Part of this effort required developing new tools to measure and fully characterise these very brief events, and that led to a commercial device that was used to ensure this category of lasers were performing as you wanted. More recently we’ve used this domain to generate the purest single photons yet made, and enabled quantum photonic platforms for information processing – elementary quantum computers, in fact, though far from a scalable machine.

How has the field of quantum computing changed over your career?

If we can harness the power of superposition (where units of information can exist in indeterminate states), this would unlock computational power far beyond that of classical computers.
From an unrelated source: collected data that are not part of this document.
//! Zero-copy PNG chunk framing: an iterator that borrows the source buffer
//! for its lifetime (no per-chunk copies), and a writer that appends a framed
//! chunk to an output buffer.

use crate::crc::crc32_chunk;
use crate::error::{Error, Result};
use byteorder::{BigEndian, ByteOrder};

pub const PNG_SIGNATURE: [u8; 8] = [0x89, 0x50, 0x4E, 0x47, 0x0D, 0x0A, 0x1A, 0x0A];

/// Chunk data is rejected above this size; the PNG spec has no hard cap, but
/// PNGine bounds it defensively (§3.1).
pub const MAX_CHUNK_DATA_LEN: u32 = 16 * 1024 * 1024;

const LEN_FIELD: usize = 4;
const TYPE_FIELD: usize = 4;
const CRC_FIELD: usize = 4;
const FRAME_OVERHEAD: usize = LEN_FIELD + TYPE_FIELD + CRC_FIELD;

/// A single PNG chunk, borrowing its `data` from the source buffer.
#[derive(Debug, Clone, Copy, PartialEq, Eq)]
pub struct Chunk<'a> {
    pub chunk_type: [u8; 4],
    pub data: &'a [u8],
    /// Byte offset of this chunk's length field within the source buffer.
    pub offset: usize,
    /// Total framed size of this chunk: `12 + data.len()`.
    pub total_size: usize,
}

impl<'a> Chunk<'a> {
    /// Bit 5 of byte 0: ancillary (1) vs critical (0).
    pub fn is_ancillary(&self) -> bool {
        self.chunk_type[0] & 0x20 != 0
    }

    /// Bit 5 of byte 1: public (1) vs private (0).
    pub fn is_public(&self) -> bool {
        self.chunk_type[1] & 0x20 != 0
    }

    /// Bit 5 of byte 3: safe-to-copy (1) vs not (0).
    pub fn is_safe_to_copy(&self) -> bool {
        self.chunk_type[3] & 0x20 != 0
    }

    pub fn type_str(&self) -> &str {
        std::str::from_utf8(&self.chunk_type).unwrap_or("????")
    }
}

/// Iterator over the chunks of a PNG byte buffer.
///
/// Validates the 8-byte signature on construction. Each call to `next`
/// borrows directly from `png_data`; no chunk data is copied.
pub struct ChunkIter<'a> {
    data: &'a [u8],
    pos: usize,
}

impl<'a> ChunkIter<'a> {
    pub fn new(png_data: &'a [u8]) -> Result<Self> {
        if png_data.len() < PNG_SIGNATURE.len() || png_data[..8] != PNG_SIGNATURE {
            return Err(Error::InvalidSignature);
        }
        Ok(ChunkIter {
            data: png_data,
            pos: PNG_SIGNATURE.len(),
        })
    }
}

impl<'a> Iterator for ChunkIter<'a> {
    type Item = Result<Chunk<'a>>;

    fn next(&mut self) -> Option<Self::Item> {
        let remaining = self.data.len().saturating_sub(self.pos);
        if remaining < FRAME_OVERHEAD {
            return None;
        }

        let rest = &self.data[self.pos..];
        let length = BigEndian::read_u32(&rest[0..4]);
        if length > MAX_CHUNK_DATA_LEN {
            return Some(Err(Error::ChunkTooLarge(length)));
        }

        let data_start = self.pos + LEN_FIELD + TYPE_FIELD;
        let data_end = data_start + length as usize;
        let crc_end = data_end + CRC_FIELD;
        if crc_end > self.data.len() {
            return Some(Err(Error::UnexpectedEof));
        }

        let mut chunk_type = [0u8; 4];
        chunk_type.copy_from_slice(&rest[4..8]);
        let data = &self.data[data_start..data_end];
        let stored_crc = BigEndian::read_u32(&self.data[data_end..crc_end]);
        let computed_crc = crc32_chunk(&chunk_type, data);
        if stored_crc != computed_crc {
            return Some(Err(Error::InvalidCrc {
                chunk_type,
                stored: stored_crc,
                computed: computed_crc,
            }));
        }

        let chunk = Chunk {
            chunk_type,
            data,
            offset: self.pos,
            total_size: FRAME_OVERHEAD + length as usize,
        };
        self.pos = crc_end;
        Some(Ok(chunk))
    }
}

/// Parse all chunks of `png_data` into a `Vec`, short-circuiting on the first
/// error (a corrupt chunk CRC or an oversized chunk).
pub fn parse_chunks(png_data: &[u8]) -> Result<Vec<Chunk<'_>>> {
    ChunkIter::new(png_data)?.collect()
}

/// The framed size of a chunk carrying `data_len` bytes of payload.
pub fn chunk_size(data_len: usize) -> usize {
    FRAME_OVERHEAD + data_len
}

/// Append a framed chunk (`length ‖ type ‖ data ‖ crc`, all big-endian) to `out`.
pub fn write_chunk(out: &mut Vec<u8>, chunk_type: &[u8; 4], data: &[u8]) {
    let mut len_buf = [0u8; 4];
    BigEndian::write_u32(&mut len_buf, data.len() as u32);
    out.extend_from_slice(&len_buf);
    out.extend_from_slice(chunk_type);
    out.extend_from_slice(data);
    let crc = crc32_chunk(chunk_type, data);
    let mut crc_buf = [0u8; 4];
    BigEndian::write_u32(&mut crc_buf, crc);
    out.extend_from_slice(&crc_buf);
}

#[cfg(test)]
mod tests {
    use super::*;

    fn minimal_png() -> Vec<u8> {
        let mut buf = PNG_SIGNATURE.to_vec();
        let ihdr: [u8; 13] = [
            0, 0, 0, 1, // width = 1
            0, 0, 0, 1, // height = 1
            8, 6, 0, 0, 0, // bit depth, color type, compression, filter, interlace
        ];
        write_chunk(&mut buf, b"IHDR", &ihdr);
        write_chunk(&mut buf, b"IDAT", &[0u8; 12]);
        write_chunk(&mut buf, b"IEND", &[]);
        buf
    }

    #[test]
    fn rejects_bad_signature() {
        assert_eq!(
            ChunkIter::new(b"not a png").err(),
            Some(Error::InvalidSignature)
        );
        assert_eq!(ChunkIter::new(b"short").err(), Some(Error::InvalidSignature));
    }

    #[test]
    fn s1_minimal_png_chunk_sequence() {
        let png = minimal_png();
        let chunks = parse_chunks(&png).unwrap();
        assert_eq!(chunks.len(), 3);
        assert_eq!(&chunks[0].chunk_type, b"IHDR");
        assert_eq!(chunks[0].data.len(), 13);
        assert_eq!(&chunks[1].chunk_type, b"IDAT");
        assert_eq!(chunks[1].data.len(), 12);
        assert_eq!(&chunks[2].chunk_type, b"IEND");
        assert_eq!(chunks[2].data.len(), 0);
    }

    #[test]
    fn write_then_parse_round_trips() {
        let mut buf = PNG_SIGNATURE.to_vec();
        write_chunk(&mut buf, b"tEXt", b"hello world");
        let chunks = parse_chunks(&buf).unwrap();
        assert_eq!(chunks.len(), 1);
        assert_eq!(&chunks[0].chunk_type, b"tEXt");
        assert_eq!(chunks[0].data, b"hello world");
    }

    #[test]
    fn flipped_crc_byte_is_detected() {
        let mut buf = PNG_SIGNATURE.to_vec();
        write_chunk(&mut buf, b"tEXt", b"hello world");
        let last = buf.len() - 1;
        buf[last] ^= 0xFF;
        let err = parse_chunks(&buf).unwrap_err();
        assert!(matches!(err, Error::InvalidCrc { .. }));
    }

    #[test]
    fn s3_crc_corruption_advances_to_iend() {
        let mut png = minimal_png();
        let last = png.len() - 1;
        png[last] ^= 0xFF;
        let mut iter = ChunkIter::new(&png).unwrap();
        assert!(matches!(iter.next(), Some(Ok(c)) if &c.chunk_type == b"IHDR"));
        assert!(matches!(iter.next(), Some(Ok(c)) if &c.chunk_type == b"IDAT"));
        assert!(matches!(iter.next(), Some(Err(Error::InvalidCrc { .. }))));
    }

    #[test]
    fn oversized_chunk_is_rejected() {
        let mut buf = PNG_SIGNATURE.to_vec();
        let mut len_buf = [0u8; 4];
        BigEndian::write_u32(&mut len_buf, MAX_CHUNK_DATA_LEN + 1);
        buf.extend_from_slice(&len_buf);
        buf.extend_from_slice(b"IDAT");
        let err = ChunkIter::new(&buf).unwrap().next().unwrap().unwrap_err();
        assert_eq!(err, Error::ChunkTooLarge(MAX_CHUNK_DATA_LEN + 1));
    }

    #[test]
    fn chunk_properties() {
        let buf = {
            let mut b = PNG_SIGNATURE.to_vec();
            write_chunk(&mut b, b"pNGb", b"x");
            b
        };
        let chunk = parse_chunks(&buf).unwrap().remove(0);
        assert!(chunk.is_ancillary());
        assert!(chunk.is_public());
        assert!(chunk.is_safe_to_copy());
        assert_eq!(chunk.total_size, chunk_size(1));
    }
}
Quantum science has been around for over 100 years, but the last two decades have been truly transformative. The key tipping point was the realisation that applying quantum principles to the transfer of information could be a reality and not just a theoretical possibility – unleashing the current intense development effort across engineering and physics. We can now conceive how quantum principles could be used in the future to perform useful work and solve problems.

If we can harness the power of superposition (where units of information can exist in indeterminate states), this would unlock computational power far beyond that of classical computers. As Bill Phillips (1997 Physics Nobel Prize winner) said: ‘A quantum computer is more different from today's digital computers than those computers are from the abacus.’

What is the aim of the Oxford Quantum Institute?

Our aim is to ensure that Oxford fulfils its potential as one of the world’s pre-eminent institutions for researching both fundamental quantum technologies and their impacts on society. Oxford already has exceptional quantum capabilities distributed across many departments; OQI adds value by joining these up. By coming together, we can develop shared concepts and language across disciplines to identify the really big questions and new ways to answer them.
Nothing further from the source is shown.